# Lacquer scratches easily?



## pakle (Mar 28, 2017)

Hi, Newbie question: I applied one coat of Deft brush lacquer to a nightstand top (Ikea-like) so that it will be a little more durable. After one coat, it looks decent (not looking for perfect) but scratches very easily, much more easily than before the lacquer. Moving a clock will show a scratch. I know you're supposed to do at least 2-3 coats, but how will additional coats make it more scratch resistant? Perhaps lacquer is not the best finish for durability, but it's what I have right now, so trying to make it work. Thanks!


----------



## 35015 (Nov 24, 2012)

Hello Pakle,

This is a hard one to really answer well.

There are more questions than answers that must be asked and without seeing the work it becomes even harder to advise..

Was the finish applied correctly? What kind of finish was it exactly (Lacquer is to generic...like saying "paint")? Was it allowed to dry properly? Was there already a factor finish (like a siliconized spray) on the rough furniture that wasn't taken off?...and the list goes on.

Even with the best finishes...be they traditional (my area of work and use) or a modern plastic finish...Multiple coats can make a difference, but all surfaces can be scratched depending on what is drug across the top of them.
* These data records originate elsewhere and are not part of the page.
// Copyright 2025 Cowboy AI, LLC.

//! Capability contract of a base sequence
//!
//! A base type is anything ordered and iterable. Mixins state which of the
//! capabilities below they need, so a composition that asks for more than the
//! base offers fails to type-check instead of failing at runtime.
//!
//! ```text
//! Sequence ──┬── IndexedSequence     (ForEachIndexed, checked access)
//!            └── AppendableSequence  (Map, Filter)
//! ```

use std::collections::{LinkedList, VecDeque};

/// An ordered, iterable container of elements
pub trait Sequence {
    /// Element type
    type Item;

    /// Forward iterator over shared references
    type Iter<'a>: Iterator<Item = &'a Self::Item>
    where
        Self: 'a;

    /// Forward iterator over mutable references
    type IterMut<'a>: Iterator<Item = &'a mut Self::Item>
    where
        Self: 'a;

    /// Number of elements
    fn len(&self) -> usize;

    /// Whether the sequence holds no elements
    fn is_empty(&self) -> bool {
        self.len() == 0
    }

    /// Iterate in forward order
    fn iter(&self) -> Self::Iter<'_>;

    /// Iterate mutably in forward order
    fn iter_mut(&mut self) -> Self::IterMut<'_>;
}

/// A sequence with positional access
pub trait IndexedSequence: Sequence {
    /// Element at `index`, if any
    fn get(&self, index: usize) -> Option<&Self::Item>;

    /// Mutable element at `index`, if any
    fn get_mut(&mut self, index: usize) -> Option<&mut Self::Item>;
}

/// A sequence that can be built up by appending at the back
pub trait AppendableSequence: Sequence + Default {
    /// Empty sequence sized for `capacity` elements where the container supports it
    fn with_capacity(capacity: usize) -> Self {
        let _ = capacity;
        Self::default()
    }

    /// Append one element at the end
    fn push(&mut self, item: Self::Item);
}

impl<T> Sequence for Vec<T> {
    type Item = T;
    type Iter<'a> = std::slice::Iter<'a, T> where Self: 'a;
    type IterMut<'a> = std::slice::IterMut<'a, T> where Self: 'a;

    fn len(&self) -> usize {
        Vec::len(self)
    }

    fn iter(&self) -> Self::Iter<'_> {
        self.as_slice().iter()
    }

    fn iter_mut(&mut self) -> Self::IterMut<'_> {
        self.as_mut_slice().iter_mut()
    }
}

impl<T> IndexedSequence for Vec<T> {
    fn get(&self, index: usize) -> Option<&T> {
        self.as_slice().get(index)
    }

    fn get_mut(&mut self, index: usize) -> Option<&mut T> {
        self.as_mut_slice().get_mut(index)
    }
}

impl<T> AppendableSequence for Vec<T> {
    fn with_capacity(capacity: usize) -> Self {
        Vec::with_capacity(capacity)
    }

    fn push(&mut self, item: T) {
        Vec::push(self, item);
    }
}

impl<T> Sequence for VecDeque<T> {
    type Item = T;
    type Iter<'a> = std::collections::vec_deque::Iter<'a, T> where Self: 'a;
    type IterMut<'a> = std::collections::vec_deque::IterMut<'a, T> where Self: 'a;

    fn len(&self) -> usize {
        VecDeque::len(self)
    }

    fn iter(&self) -> Self::Iter<'_> {
        VecDeque::iter(self)
    }

    fn iter_mut(&mut self) -> Self::IterMut<'_> {
        VecDeque::iter_mut(self)
    }
}

impl<T> IndexedSequence for VecDeque<T> {
    fn get(&self, index: usize) -> Option<&T> {
        VecDeque::get(self, index)
    }

    fn get_mut(&mut self, index: usize) -> Option<&mut T> {
        VecDeque::get_mut(self, index)
    }
}

impl<T> AppendableSequence for VecDeque<T> {
    fn with_capacity(capacity: usize) -> Self {
        VecDeque::with_capacity(capacity)
    }

    fn push(&mut self, item: T) {
        self.push_back(item);
    }
}

// No IndexedSequence: positional access on a linked list is a linear walk.
impl<T> Sequence for LinkedList<T> {
    type Item = T;
    type Iter<'a> = std::collections::linked_list::Iter<'a, T> where Self: 'a;
    type IterMut<'a> = std::collections::linked_list::IterMut<'a, T> where Self: 'a;

    fn len(&self) -> usize {
        LinkedList::len(self)
    }

    fn iter(&self) -> Self::Iter<'_> {
        LinkedList::iter(self)
    }

    fn iter_mut(&mut self) -> Self::IterMut<'_> {
        LinkedList::iter_mut(self)
    }
}

impl<T> AppendableSequence for LinkedList<T> {
    fn push(&mut self, item: T) {
        self.push_back(item);
    }
}

#[cfg(test)]
mod tests {
    use super::*;

    fn collect<S: Sequence>(seq: &S) -> Vec<S::Item>
    where
        S::Item: Clone,
    {
        Sequence::iter(seq).cloned().collect()
    }

    #[test]
    fn test_vec_capabilities() {
        let mut v: Vec<i32> = AppendableSequence::with_capacity(4);
        AppendableSequence::push(&mut v, 1);
        AppendableSequence::push(&mut v, 2);

        assert_eq!(Sequence::len(&v), 2);
        assert_eq!(IndexedSequence::get(&v, 1), Some(&2));
        assert_eq!(IndexedSequence::get(&v, 2), None);

        for x in Sequence::iter_mut(&mut v) {
            *x += 10;
        }
        assert_eq!(collect(&v), vec![11, 12]);
    }

    #[test]
    fn test_vec_deque_capabilities() {
        let mut d: VecDeque<&str> = AppendableSequence::with_capacity(2);
        AppendableSequence::push(&mut d, "a");
        AppendableSequence::push(&mut d, "b");

        if let Some(first) = IndexedSequence::get_mut(&mut d, 0) {
            *first = "z";
        }
        assert_eq!(collect(&d), vec!["z", "b"]);
    }

    #[test]
    fn test_linked_list_capabilities() {
        let mut l = LinkedList::new();
        AppendableSequence::push(&mut l, 3);
        AppendableSequence::push(&mut l, 4);

        assert!(!Sequence::is_empty(&l));
        assert_eq!(collect(&l), vec![3, 4]);
    }

    #[test]
    fn test_empty_sequence() {
        let v: Vec<u8> = Vec::new();
        assert!(Sequence::is_empty(&v));
        assert_eq!(Sequence::iter(&v).count(), 0);
    }
}
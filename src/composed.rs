// Copyright 2025 Cowboy AI, LLC.

//! The composed sequence type
//!
//! `Mixed<B, L>` owns exactly one `B` and nothing else; the mixin list `L`
//! only exists at the type level. Every operation of `B` stays reachable
//! through `Deref`, and the operations contributed by `L` all return
//! `Mixed<B, L>` itself so calls chain regardless of list order.
//!
//! Conversions between the composed type and its base are explicit:
//! [`Mixed::from_base`] / `From<B>` wrap, [`Mixed::into_base`] / `From<Mixed>`
//! unwrap. Neither direction touches the elements.

use std::collections::{LinkedList, VecDeque};
use std::fmt;
use std::hash::{Hash, Hasher};
use std::marker::PhantomData;
use std::ops::{Deref, DerefMut};

use serde::{Deserialize, Deserializer, Serialize, Serializer};
use tracing::debug;

use crate::composition::Composition;
use crate::errors::{MixinError, MixinResult};
use crate::mixin_list::Applicable;
use crate::sequence::{AppendableSequence, IndexedSequence, Sequence};

/// A base sequence `B` extended with the operations of mixin list `L`
///
/// # Examples
///
/// ```rust
/// use cim_mixin::{mixins, Filter, ForEachIndexed, InClass, Map};
///
/// type Vector<T> = InClass<Vec<T>, mixins![ForEachIndexed, Map, Filter]>;
///
/// let numbers: Vector<i32> = (0..=10).collect();
/// let scaled = numbers.filter(|n| n % 2 == 0).map(|n| n * 10);
///
/// assert_eq!(scaled.into_base(), vec![0, 20, 40, 60, 80, 100]);
/// ```
pub struct Mixed<B, L> {
    base: B,
    _mixins: PhantomData<fn() -> L>,
}

impl<B, L> Mixed<B, L> {
    /// Wrap without re-checking applicability; callers already hold a valid `Mixed<B, L>`
    pub(crate) fn wrap(base: B) -> Self {
        Self {
            base,
            _mixins: PhantomData,
        }
    }

    /// Unwrap into the base value, dropping the extra operations
    pub fn into_base(self) -> B {
        self.base
    }

    /// Borrow the base value
    pub fn as_base(&self) -> &B {
        &self.base
    }

    /// Mutably borrow the base value
    pub fn as_base_mut(&mut self) -> &mut B {
        &mut self.base
    }
}

impl<B, L: Applicable<B>> Mixed<B, L> {
    /// Wrap an existing base value
    pub fn from_base(base: B) -> Self {
        Self::wrap(base)
    }

    /// Same elements, different operation set
    pub fn remix<L2: Applicable<B>>(self) -> Mixed<B, L2> {
        debug!(
            from = ?L::names(),
            to = ?L2::names(),
            "remixing sequence"
        );
        Mixed::wrap(self.base)
    }

    /// Describe this composition: the base type and the mixin names in order
    pub fn composition() -> Composition {
        Composition::of::<B, L>()
    }
}

impl<B: IndexedSequence, L> Mixed<B, L> {
    /// Checked element access
    pub fn at(&self, index: usize) -> MixinResult<&B::Item> {
        let len = self.base.len();
        self.base
            .get(index)
            .ok_or_else(|| MixinError::out_of_bounds(index, len))
    }

    /// Checked mutable element access
    pub fn at_mut(&mut self, index: usize) -> MixinResult<&mut B::Item> {
        let len = self.base.len();
        self.base
            .get_mut(index)
            .ok_or_else(|| MixinError::out_of_bounds(index, len))
    }
}

#[cfg(feature = "json")]
impl<B, L> Mixed<B, L>
where
    B: Serialize + for<'de> Deserialize<'de>,
    L: Applicable<B>,
{
    /// Serialize the elements as JSON, exactly as the base would be
    pub fn to_json(&self) -> MixinResult<String> {
        Ok(serde_json::to_string(&self.base)?)
    }

    /// Deserialize a base value from JSON and wrap it
    pub fn from_json(json: &str) -> MixinResult<Self> {
        let base: B = serde_json::from_str(json)?;
        Ok(Self::from_base(base))
    }
}

// ===== Base access =====

impl<B, L> Deref for Mixed<B, L> {
    type Target = B;

    fn deref(&self) -> &B {
        &self.base
    }
}

impl<B, L> DerefMut for Mixed<B, L> {
    fn deref_mut(&mut self) -> &mut B {
        &mut self.base
    }
}

impl<B, L> AsRef<B> for Mixed<B, L> {
    fn as_ref(&self) -> &B {
        &self.base
    }
}

impl<B, L> AsMut<B> for Mixed<B, L> {
    fn as_mut(&mut self) -> &mut B {
        &mut self.base
    }
}

// A composed sequence is itself a sequence, so it can serve as a base again.
impl<B: Sequence, L> Sequence for Mixed<B, L> {
    type Item = B::Item;
    type Iter<'a> = B::Iter<'a> where Self: 'a;
    type IterMut<'a> = B::IterMut<'a> where Self: 'a;

    fn len(&self) -> usize {
        self.base.len()
    }

    fn iter(&self) -> Self::Iter<'_> {
        self.base.iter()
    }

    fn iter_mut(&mut self) -> Self::IterMut<'_> {
        self.base.iter_mut()
    }
}

impl<B: IndexedSequence, L> IndexedSequence for Mixed<B, L> {
    fn get(&self, index: usize) -> Option<&B::Item> {
        self.base.get(index)
    }

    fn get_mut(&mut self, index: usize) -> Option<&mut B::Item> {
        self.base.get_mut(index)
    }
}

impl<B: AppendableSequence, L: Applicable<B>> AppendableSequence for Mixed<B, L> {
    fn with_capacity(capacity: usize) -> Self {
        Self::wrap(B::with_capacity(capacity))
    }

    fn push(&mut self, item: B::Item) {
        self.base.push(item);
    }
}

// ===== Construction =====

impl<B, L: Applicable<B>> From<B> for Mixed<B, L> {
    fn from(base: B) -> Self {
        Self::from_base(base)
    }
}

impl<B: Default, L: Applicable<B>> Default for Mixed<B, L> {
    fn default() -> Self {
        Self::wrap(B::default())
    }
}

impl<T, B, L> FromIterator<T> for Mixed<B, L>
where
    B: FromIterator<T>,
    L: Applicable<B>,
{
    fn from_iter<I: IntoIterator<Item = T>>(iter: I) -> Self {
        Self::wrap(B::from_iter(iter))
    }
}

impl<T, B: Extend<T>, L> Extend<T> for Mixed<B, L> {
    fn extend<I: IntoIterator<Item = T>>(&mut self, iter: I) {
        self.base.extend(iter);
    }
}

/// List-style initialisation of a composed sequence
///
/// ```rust
/// use cim_mixin::{mixed, mixins, InClass, Map};
///
/// let doubled: InClass<Vec<u32>, mixins![Map]> = mixed![1, 2, 3];
/// assert_eq!(doubled.map(|n| n * 2).into_base(), vec![2, 4, 6]);
/// ```
#[macro_export]
macro_rules! mixed {
    ($($item:expr),* $(,)?) => {
        ::core::iter::Iterator::collect(::core::iter::IntoIterator::into_iter([$($item),*]))
    };
}

// ===== Conversion back to the base =====

macro_rules! impl_into_base {
    ($($container:ident),* $(,)?) => {
        $(
            impl<T, L> From<Mixed<$container<T>, L>> for $container<T> {
                fn from(mixed: Mixed<$container<T>, L>) -> Self {
                    mixed.into_base()
                }
            }
        )*
    };
}

impl_into_base!(Vec, VecDeque, LinkedList);

// ===== Iteration =====

impl<B: IntoIterator, L> IntoIterator for Mixed<B, L> {
    type Item = B::Item;
    type IntoIter = B::IntoIter;

    fn into_iter(self) -> Self::IntoIter {
        self.base.into_iter()
    }
}

impl<'a, B, L> IntoIterator for &'a Mixed<B, L>
where
    &'a B: IntoIterator,
{
    type Item = <&'a B as IntoIterator>::Item;
    type IntoIter = <&'a B as IntoIterator>::IntoIter;

    fn into_iter(self) -> Self::IntoIter {
        (&self.base).into_iter()
    }
}

impl<'a, B, L> IntoIterator for &'a mut Mixed<B, L>
where
    &'a mut B: IntoIterator,
{
    type Item = <&'a mut B as IntoIterator>::Item;
    type IntoIter = <&'a mut B as IntoIterator>::IntoIter;

    fn into_iter(self) -> Self::IntoIter {
        (&mut self.base).into_iter()
    }
}

// ===== Value semantics, transparent to the base =====

impl<B: Clone, L> Clone for Mixed<B, L> {
    fn clone(&self) -> Self {
        Self::wrap(self.base.clone())
    }
}

impl<B: fmt::Debug, L> fmt::Debug for Mixed<B, L> {
    fn fmt(&self, f: &mut fmt::Formatter<'_>) -> fmt::Result {
        self.base.fmt(f)
    }
}

impl<B: PartialEq, L> PartialEq for Mixed<B, L> {
    fn eq(&self, other: &Self) -> bool {
        self.base == other.base
    }
}

impl<B: PartialEq, L> PartialEq<B> for Mixed<B, L> {
    fn eq(&self, other: &B) -> bool {
        self.base == *other
    }
}

impl<B: Eq, L> Eq for Mixed<B, L> {}

impl<B: Hash, L> Hash for Mixed<B, L> {
    fn hash<H: Hasher>(&self, state: &mut H) {
        self.base.hash(state);
    }
}

impl<B: Serialize, L> Serialize for Mixed<B, L> {
    fn serialize<S: Serializer>(&self, serializer: S) -> Result<S::Ok, S::Error> {
        self.base.serialize(serializer)
    }
}

impl<'de, B, L> Deserialize<'de> for Mixed<B, L>
where
    B: Deserialize<'de>,
    L: Applicable<B>,
{
    fn deserialize<D: Deserializer<'de>>(deserializer: D) -> Result<Self, D::Error> {
        B::deserialize(deserializer).map(Self::wrap)
    }
}
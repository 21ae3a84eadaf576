// Copyright 2025 Cowboy AI, LLC.

//! Operation mixins for composed sequences
//!
//! Each mixin is a zero-sized marker plus the operations it unlocks on
//! [`Mixed`](crate::Mixed). Mixins know nothing about each other: an operation
//! depends only on the element type and returns the final composed type, so
//! any list order yields the same behaviour.
//!
//! | Mixin | Base capability | Operation |
//! |---|---|---|
//! | [`ForEach`] | `Sequence` | `for_each`, `try_for_each` |
//! | [`ForEachIndexed`] | `IndexedSequence` | `for_each_indexed` |
//! | [`Map`] | `AppendableSequence` | `map` |
//! | [`Filter`] | `AppendableSequence`, `Clone` elements | `filter` |

pub mod filter;
pub mod for_each;
pub mod for_each_indexed;
pub mod map;

pub use filter::Filter;
pub use for_each::ForEach;
pub use for_each_indexed::ForEachIndexed;
pub use map::Map;
//! The library synchronization engine.
//!
//! Mirrors a Google Drive folder of PDFs into the local `library_items`
//! table. Data flow: [`sync::LibrarySync`] decides whether to skip, join an
//! in-flight run, or start a new one; a run fetches the full listing via
//! [`drive`], merges [`overrides`] through [`normalize`], and reconciles the
//! result against the store via [`store`].

pub mod drive;
pub mod error;
pub mod normalize;
pub mod overrides;
pub mod store;
pub mod sync;

pub use error::SyncError;
pub use sync::LibrarySync;
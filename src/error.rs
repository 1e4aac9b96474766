use axum::{
    http::StatusCode,
    response::{IntoResponse, Response},
    Json,
};
use serde_json::json;
use std::error::Error;
use std::fmt;

/// The primary error type for HTTP handlers.
///
/// Failures of the library sync run are deliberately *not* represented here:
/// they are reported through the run outcome so a page view can still render
/// whatever the store currently holds (see [`crate::library::sync`]).
#[derive(Debug)]
pub enum AppError {
    /// For internal server errors that are not expected to be handled by the client.
    Internal(anyhow::Error),
    /// For client errors due to invalid requests.
    BadRequest(String),
    /// For when a requested resource is not found.
    NotFound(String),
    /// For when a request is not authorized.
    Unauthorized(String),
    /// For when a request is authenticated but not allowed.
    Forbidden(String),
    /// For when a service is temporarily unavailable or not configured.
    ServiceUnavailable(String),
    /// For errors related to database operations.
    Database(String),
    /// For when a specific field in a request fails validation.
    ValidationError {
        /// The name of the field that failed validation.
        field: String,
        /// A message describing the validation error.
        message: String,
    },
    /// For when a client has sent too many requests in a given amount of time.
    RateLimited {
        /// The number of seconds to wait before retrying the request.
        retry_after_seconds: u64,
    },
}

impl fmt::Display for AppError {
    fn fmt(&self, f: &mut fmt::Formatter<'_>) -> fmt::Result {
        match self {
            AppError::Internal(e) => write!(f, "Internal error: {}", e),
            AppError::BadRequest(msg) => write!(f, "Bad request: {}", msg),
            AppError::NotFound(msg) => write!(f, "Not found: {}", msg),
            AppError::Unauthorized(msg) => write!(f, "Unauthorized: {}", msg),
            AppError::Forbidden(msg) => write!(f, "Forbidden: {}", msg),
            AppError::ServiceUnavailable(msg) => write!(f, "Service unavailable: {}", msg),
            AppError::Database(msg) => write!(f, "Database error: {}", msg),
            AppError::ValidationError { field, message } => {
                write!(f, "Validation error on field '{}': {}", field, message)
            }
            AppError::RateLimited { retry_after_seconds } => {
                write!(f, "Rate limited. Retry after {} seconds", retry_after_seconds)
            }
        }
    }
}

impl Error for AppError {
    fn source(&self) -> Option<&(dyn Error + 'static)> {
        match self {
            AppError::Internal(e) => Some(e.as_ref()),
            _ => None,
        }
    }
}

impl IntoResponse for AppError {
    fn into_response(self) -> Response {
        let (status, error_code, error_message, details) = match self {
            AppError::Internal(e) => {
                tracing::error!("Internal error: {:?}", e);
                let error_id = uuid::Uuid::new_v4();
                tracing::error!("Error ID: {}", error_id);
                (
                    StatusCode::INTERNAL_SERVER_ERROR,
                    "INTERNAL_ERROR",
                    "An internal server error occurred".to_string(),
                    Some(json!({ "error_id": error_id.to_string() })),
                )
            }
            AppError::BadRequest(msg) => (StatusCode::BAD_REQUEST, "BAD_REQUEST", msg, None),
            AppError::NotFound(msg) => (StatusCode::NOT_FOUND, "NOT_FOUND", msg, None),
            AppError::Unauthorized(msg) => (StatusCode::UNAUTHORIZED, "UNAUTHORIZED", msg, None),
            AppError::Forbidden(msg) => (StatusCode::FORBIDDEN, "FORBIDDEN", msg, None),
            AppError::ServiceUnavailable(msg) => {
                (StatusCode::SERVICE_UNAVAILABLE, "SERVICE_UNAVAILABLE", msg, None)
            }
            AppError::Database(msg) => {
                tracing::error!("Database error: {}", msg);
                (
                    StatusCode::INTERNAL_SERVER_ERROR,
                    "DATABASE_ERROR",
                    "A database error occurred".to_string(),
                    Some(json!({ "details": msg })),
                )
            }
            AppError::ValidationError { field, message } => (
                StatusCode::BAD_REQUEST,
                "VALIDATION_ERROR",
                format!("Validation failed for field '{}'", field),
                Some(json!({ "field": field, "message": message })),
            ),
            AppError::RateLimited { retry_after_seconds } => (
                StatusCode::TOO_MANY_REQUESTS,
                "RATE_LIMITED",
                format!("Too many requests. Please retry after {} seconds", retry_after_seconds),
                Some(json!({ "retry_after_seconds": retry_after_seconds })),
            ),
        };

        let mut body = json!({
            "error": {
                "code": error_code,
                "message": error_message,
            },
            "status": status.as_u16(),
            "timestamp": chrono::Utc::now().to_rfc3339(),
        });

        if let Some(details) = details {
            body["error"]["details"] = details;
        }

        (status, Json(body)).into_response()
    }
}

impl From<anyhow::Error> for AppError {
    fn from(err: anyhow::Error) -> Self {
        AppError::Internal(err)
    }
}

impl From<sqlx::Error> for AppError {
    fn from(err: sqlx::Error) -> Self {
        match err {
            sqlx::Error::RowNotFound => AppError::NotFound("Record not found".to_string()),
            sqlx::Error::Database(db_err) => {
                AppError::Database(format!("Database error: {}", db_err.message()))
            }
            sqlx::Error::PoolTimedOut => {
                AppError::ServiceUnavailable("Database connection pool timed out".to_string())
            }
            _ => AppError::Database(format!("Database error: {}", err)),
        }
    }
}

impl From<std::io::Error> for AppError {
    fn from(err: std::io::Error) -> Self {
        AppError::Internal(anyhow::anyhow!("{}: {}", err.kind(), err))
    }
}

/// A type alias for `Result<T, AppError>`, used throughout the HTTP layer.
pub type AppResult<T> = Result<T, AppError>;
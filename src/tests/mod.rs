//! Integration and unit tests for the Leseregal backend.
//!
//! ## Test Modules
//!
//! - **config_tests**: Configuration defaults and helpers
//! - **db_tests**: Database schema initialization and migrations
//! - **store_tests**: Library store upsert/delete reconciliation
//! - **sync_tests**: Refresh coordinator (single-flight, interval, failures)
//! - **library_api_tests**: Library endpoint behavior over HTTP
//! - **writing_api_tests**: Writing gate endpoints
//! - **admin_api_tests**: Admin export authentication and formats
//! - **health_api_tests**: Health and metrics endpoints

pub mod admin_api_tests;
pub mod sync_tests;

pub mod support;
use axum::{
    extract::{Query, State},
    Json,
};
use serde::Deserialize;

use crate::error::AppResult;
use crate::library::store;
use crate::state::AppState;
use crate::types::{LibraryPageResponse, SyncStatus};

#[derive(Debug, Deserialize)]
pub struct LibraryQuery {
    pub refresh: Option<String>,
}

/// The library page payload: ensures freshness first, then returns whatever
/// the store holds. A failing or skipped run still yields the stored items,
/// with the outcome attached for a "sync failed" indicator.
pub async fn get_library(
    State(state): State<AppState>,
    Query(query): Query<LibraryQuery>,
) -> AppResult<Json<LibraryPageResponse>> {
    let force = query.refresh.as_deref() == Some("1");
    let sync = state.library.ensure_synced(force).await;
    let items = store::find_all(&state.db).await?;
    let status = state.library.status().await;
    Ok(Json(LibraryPageResponse { items, sync, status }))
}

pub async fn sync_status(State(state): State<AppState>) -> Json<SyncStatus> {
    Json(state.library.status().await)
}
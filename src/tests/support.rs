//! Shared fixtures for the test modules.

use std::sync::atomic::{AtomicBool, AtomicUsize, Ordering};
use std::sync::{Arc, Mutex};
use std::time::Duration;

use async_trait::async_trait;
use sqlx::sqlite::SqlitePoolOptions;
use sqlx::SqlitePool;

use crate::config::{AdminConfig, AppConfig, LibraryConfig};
use crate::library::drive::{DriveFile, RemoteLister};
use crate::library::error::SyncError;
use crate::library::sync::LibrarySync;
use crate::metrics::Metrics;
use crate::routes::admin::AdminAttempts;
use crate::state::AppState;

/// In-memory SQLite with the full schema applied. A single connection keeps
/// every query on the same in-memory database.
pub async fn setup_db() -> SqlitePool {
    let pool = SqlitePoolOptions::new()
        .max_connections(1)
        .connect("sqlite::memory:")
        .await
        .unwrap();
    crate::db::init_db(&pool).await.unwrap();
    pool
}

pub fn library_config(sync_interval_minutes: u64) -> LibraryConfig {
    LibraryConfig {
        folder_id: Some("test-folder".to_string()),
        api_key: Some("test-key".to_string()),
        sync_interval_minutes,
        overrides_path: "does-not-exist/library-metadata.json".to_string(),
    }
}

pub fn drive_file(id: &str, name: &str) -> DriveFile {
    DriveFile {
        id: id.to_string(),
        name: name.to_string(),
        web_view_link: format!("https://drive.google.com/file/d/{}/view", id),
        thumbnail_link: None,
        owners: vec![],
        mime_type: Some("application/pdf".to_string()),
        modified_time: Some("2024-05-01T12:00:00.000Z".to_string()),
        size: Some("1024".to_string()),
    }
}

/// Scriptable in-process lister: counts fetches, optionally sleeps to keep a
/// run in flight, optionally fails.
pub struct FakeLister {
    pub files: Mutex<Vec<DriveFile>>,
    pub calls: AtomicUsize,
    pub delay: Duration,
    pub fail: AtomicBool,
}

impl FakeLister {
    pub fn new(files: Vec<DriveFile>) -> Arc<Self> {
        Arc::new(Self {
            files: Mutex::new(files),
            calls: AtomicUsize::new(0),
            delay: Duration::ZERO,
            fail: AtomicBool::new(false),
        })
    }

    pub fn with_delay(files: Vec<DriveFile>, delay: Duration) -> Arc<Self> {
        Arc::new(Self {
            files: Mutex::new(files),
            calls: AtomicUsize::new(0),
            delay,
            fail: AtomicBool::new(false),
        })
    }

    pub fn call_count(&self) -> usize {
        self.calls.load(Ordering::SeqCst)
    }

    pub fn set_files(&self, files: Vec<DriveFile>) {
        *self.files.lock().unwrap() = files;
    }

    pub fn set_fail(&self, fail: bool) {
        self.fail.store(fail, Ordering::SeqCst);
    }
}

#[async_trait]
impl RemoteLister for FakeLister {
    async fn list_files(&self) -> Result<Vec<DriveFile>, SyncError> {
        self.calls.fetch_add(1, Ordering::SeqCst);
        if !self.delay.is_zero() {
            tokio::time::sleep(self.delay).await;
        }
        if self.fail.load(Ordering::SeqCst) {
            return Err(SyncError::remote(Some(500), "listing backend unavailable"));
        }
        Ok(self.files.lock().unwrap().clone())
    }
}

/// App state wired to the given lister (`None` = library sync unconfigured).
pub async fn setup_state(lister: Option<Arc<FakeLister>>) -> AppState {
    setup_state_with_admin(lister, AdminConfig::default()).await
}

pub async fn setup_state_with_admin(
    lister: Option<Arc<FakeLister>>,
    admin: AdminConfig,
) -> AppState {
    let pool = setup_db().await;
    let metrics = Metrics::new();
    let mut config = AppConfig::default();
    config.admin = admin;
    let lister = lister.map(|l| l as Arc<dyn RemoteLister>);
    let library =
        LibrarySync::with_lister(pool.clone(), library_config(60), metrics.clone(), lister);
    AppState {
        db: pool,
        config: Arc::new(config),
        metrics,
        library,
        admin_attempts: AdminAttempts::new(),
    }
}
Take supper high end Bar and Table tops that get an expensive Epoxy Coating (one of the few times I have employed modern finishes on wood)...these too have to be repolished at least once a year to stay sharp looking. They are also a beast to refinish...IF...it is even possible to do at all. This is why many are turning back to more traditional Oil/Rosin finishes as they may require more upkeep but endure much better developing deep patinas that plastic finishes can not.

Post some photos if possible...


----------



## pakle (Mar 28, 2017)

Thanks for the quick reply. It's this nightstand here:
https://www.amazon.com/gp/product/B003UKE7ME/
I used the Deft Brushing lacquer here:
http://www.homedepot.com/p/Deft-1-q...-Wood-Finish-Brushing-Lacquer-01704/100185839
To clarify, the lacquer is showing the scratches easily. The original top did not show scratches from the clock being moved around. I have 2 of these nightstands, and did the one coat of lacquer on one of them so I am comparing them. Even slight fingernail pressure now scratches the lacquer and the other nightstand is much more durable than that.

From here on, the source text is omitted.